Le correctif est appliqué, mais le risque persiste
Alors que la CVE-2025-55241 avait initialement reçu une note de gravité maximale de 10, Microsoft l’a réévalué le 4 septembre à 8,7. La firme a déployé un correctif à l’échelle mondiale quelques jours après le rapport initial, ajoutant que sa télémétrie interne n’avait révélé aucune preuve d’exploitation jusqu’à ce moment-là. Le correctif a empêché la demande de jetons actor pour les appels API Azure AD Graph et a introduit des mesures d’atténuation supplémentaires pour empêcher toute usurpation d’identité. En outre, le fournisseur a publié un blog sur la suppression des pratiques héritées non sécurisées de son environnement, bien que M. Mollema se soit plaint de l’absence de détails sur le nombre de services qui utilisent encore ces jetons.

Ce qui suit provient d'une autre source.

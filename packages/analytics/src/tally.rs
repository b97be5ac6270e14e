//! Mergeable frequency counter.
//!
//! A [`Tally`] counts keys and remembers the record position at which each
//! key was first observed. Partial tallies over disjoint slices of a record
//! sequence can be merged in any order and produce the same [`Summary`] as
//! a single pass, provided positions are global record indices.

use std::cmp::Reverse;
use std::collections::BTreeMap;

use crash_stats_accident_models::Weekday;
use crash_stats_analytics_models::{Summary, SummaryEntry};

/// Presentation order for the entries of a finished summary.
#[derive(Debug, Clone, Copy, PartialEq, Eq)]
pub enum KeyOrder {
    /// Order in which keys were first observed.
    FirstSeen,
    /// Ascending key order.
    Key,
}

#[derive(Debug, Clone, Copy, PartialEq, Eq)]
struct KeyTally {
    count: u64,
    first_seen: usize,
}

/// Per-key counts plus the number of records whose key was null.
#[derive(Debug, Clone, PartialEq, Eq)]
pub struct Tally<K> {
    keys: BTreeMap<K, KeyTally>,
    excluded: u64,
}

impl<K: Ord> Default for Tally<K> {
    fn default() -> Self {
        Self {
            keys: BTreeMap::new(),
            excluded: 0,
        }
    }
}

impl<K: Ord + Clone> Tally<K> {
    /// Creates an empty tally.
    #[must_use]
    pub fn new() -> Self {
        Self::default()
    }

    /// Counts the record at `position`. A `None` key is counted as excluded.
    pub fn observe(&mut self, position: usize, key: Option<K>) {
        let Some(key) = key else {
            self.excluded += 1;
            return;
        };

        let entry = self.keys.entry(key).or_insert(KeyTally {
            count: 0,
            first_seen: position,
        });
        entry.count += 1;
        entry.first_seen = entry.first_seen.min(position);
    }

    /// Folds another tally into this one.
    pub fn merge(&mut self, other: Self) {
        self.excluded += other.excluded;
        for (key, theirs) in other.keys {
            self.keys
                .entry(key)
                .and_modify(|ours| {
                    ours.count += theirs.count;
                    ours.first_seen = ours.first_seen.min(theirs.first_seen);
                })
                .or_insert(theirs);
        }
    }

    /// Key with the maximum count, ties broken by earliest first
    /// observation.
    fn peak(&self) -> Option<K> {
        self.keys
            .iter()
            .filter(|(_, t)| t.count > 0)
            .min_by_key(|(_, t)| (Reverse(t.count), t.first_seen))
            .map(|(key, _)| key.clone())
    }

    /// Finishes the tally into an immutable [`Summary`] containing only the
    /// observed keys.
    #[must_use]
    pub fn into_summary(self, order: KeyOrder) -> Summary<K> {
        let peak = self.peak();
        let mut keys: Vec<(K, KeyTally)> = self.keys.into_iter().collect();
        if order == KeyOrder::FirstSeen {
            keys.sort_by_key(|(_, t)| t.first_seen);
        }

        Summary {
            entries: keys
                .into_iter()
                .map(|(key, t)| SummaryEntry {
                    key,
                    count: t.count,
                })
                .collect(),
            peak,
            excluded: self.excluded,
        }
    }
}

impl Tally<Weekday> {
    /// Finishes a weekday tally with all seven days present, Monday first,
    /// zero-filled for days never observed.
    #[must_use]
    pub fn into_calendar_summary(self) -> Summary<Weekday> {
        let peak = self.peak();
        Summary {
            entries: Weekday::all()
                .iter()
                .map(|day| SummaryEntry {
                    key: *day,
                    count: self.keys.get(day).map_or(0, |t| t.count),
                })
                .collect(),
            peak,
            excluded: self.excluded,
        }
    }
}

#[cfg(test)]
mod tests {
    use super::*;

    fn tally_of(keys: &[Option<&'static str>]) -> Tally<&'static str> {
        let mut tally = Tally::new();
        for (i, key) in keys.iter().enumerate() {
            tally.observe(i, *key);
        }
        tally
    }

    #[test]
    fn counts_and_excludes() {
        let summary = tally_of(&[Some("PD"), None, Some("F"), Some("PD")])
            .into_summary(KeyOrder::FirstSeen);
        assert_eq!(summary.count(&"PD"), 2);
        assert_eq!(summary.count(&"F"), 1);
        assert_eq!(summary.excluded, 1);
        assert_eq!(summary.total() + summary.excluded, 4);
    }

    #[test]
    fn first_seen_order() {
        let summary =
            tally_of(&[Some("b"), Some("a"), Some("b"), Some("c")]).into_summary(KeyOrder::FirstSeen);
        let keys: Vec<&str> = summary.entries.iter().map(|e| e.key).collect();
        assert_eq!(keys, ["b", "a", "c"]);
    }

    #[test]
    fn key_order() {
        let summary =
            tally_of(&[Some("b"), Some("a"), Some("c")]).into_summary(KeyOrder::Key);
        let keys: Vec<&str> = summary.entries.iter().map(|e| e.key).collect();
        assert_eq!(keys, ["a", "b", "c"]);
    }

    #[test]
    fn peak_ties_go_to_first_observed() {
        let summary = tally_of(&[Some("z"), Some("a"), Some("a"), Some("z")])
            .into_summary(KeyOrder::Key);
        assert_eq!(summary.peak, Some("z"));
    }

    #[test]
    fn strict_maximum_wins() {
        let summary = tally_of(&[Some("z"), Some("a"), Some("a")]).into_summary(KeyOrder::FirstSeen);
        assert_eq!(summary.peak, Some("a"));
    }

    #[test]
    fn empty_tally_has_no_peak() {
        let summary = tally_of(&[None, None]).into_summary(KeyOrder::FirstSeen);
        assert!(summary.entries.is_empty());
        assert_eq!(summary.peak, None);
        assert_eq!(summary.excluded, 2);
    }

    #[test]
    fn merge_matches_single_pass() {
        let keys = [
            Some("PD"),
            Some("F"),
            None,
            Some("PI"),
            Some("F"),
            Some("PD"),
            None,
        ];
        let single = tally_of(&keys).into_summary(KeyOrder::FirstSeen);

        let mut left = Tally::new();
        let mut right = Tally::new();
        for (i, key) in keys.iter().enumerate() {
            if i < 3 {
                left.observe(i, *key);
            } else {
                right.observe(i, *key);
            }
        }
        // Merge order must not matter.
        right.merge(left);
        assert_eq!(right.into_summary(KeyOrder::FirstSeen), single);
    }

    #[test]
    fn calendar_summary_has_all_days() {
        let mut tally = Tally::new();
        tally.observe(0, Some(Weekday::Saturday));
        tally.observe(1, Some(Weekday::Friday));
        tally.observe(2, None);

        let summary = tally.into_calendar_summary();
        let days: Vec<Weekday> = summary.entries.iter().map(|e| e.key).collect();
        assert_eq!(days, Weekday::all());
        assert_eq!(summary.count(&Weekday::Monday), 0);
        assert_eq!(summary.count(&Weekday::Friday), 1);
        assert_eq!(summary.peak, Some(Weekday::Saturday));
        assert_eq!(summary.excluded, 1);
    }

    #[test]
    fn calendar_summary_of_nothing_has_no_peak() {
        let summary = Tally::<Weekday>::new().into_calendar_summary();
        assert_eq!(summary.entries.len(), 7);
        assert_eq!(summary.total(), 0);
        assert_eq!(summary.peak, None);
    }
}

« Cette vulnérabilité a déjà été entièrement corrigée », a déclaré la société dans son avis. « Les utilisateurs de ce service n’ont aucune mesure à prendre. » L’équipe Mitiga souligne que ce problème met en évidence une catégorie plus large de risques : la confiance cachée au cœur des systèmes d’identité cloud. « Microsoft a corrigé le problème, mais le manque de visibilité historique signifie que les défenseurs ne peuvent toujours pas être sûrs qu’il ait été utilisé dans le passé », a ajouté l’équipe. « Cette incertitude est le point crucial : les attaquants continuent de rechercher des voies invisibles. Les défenseurs ont besoin de visibilité partout, avant, pendant et après l’exploitation.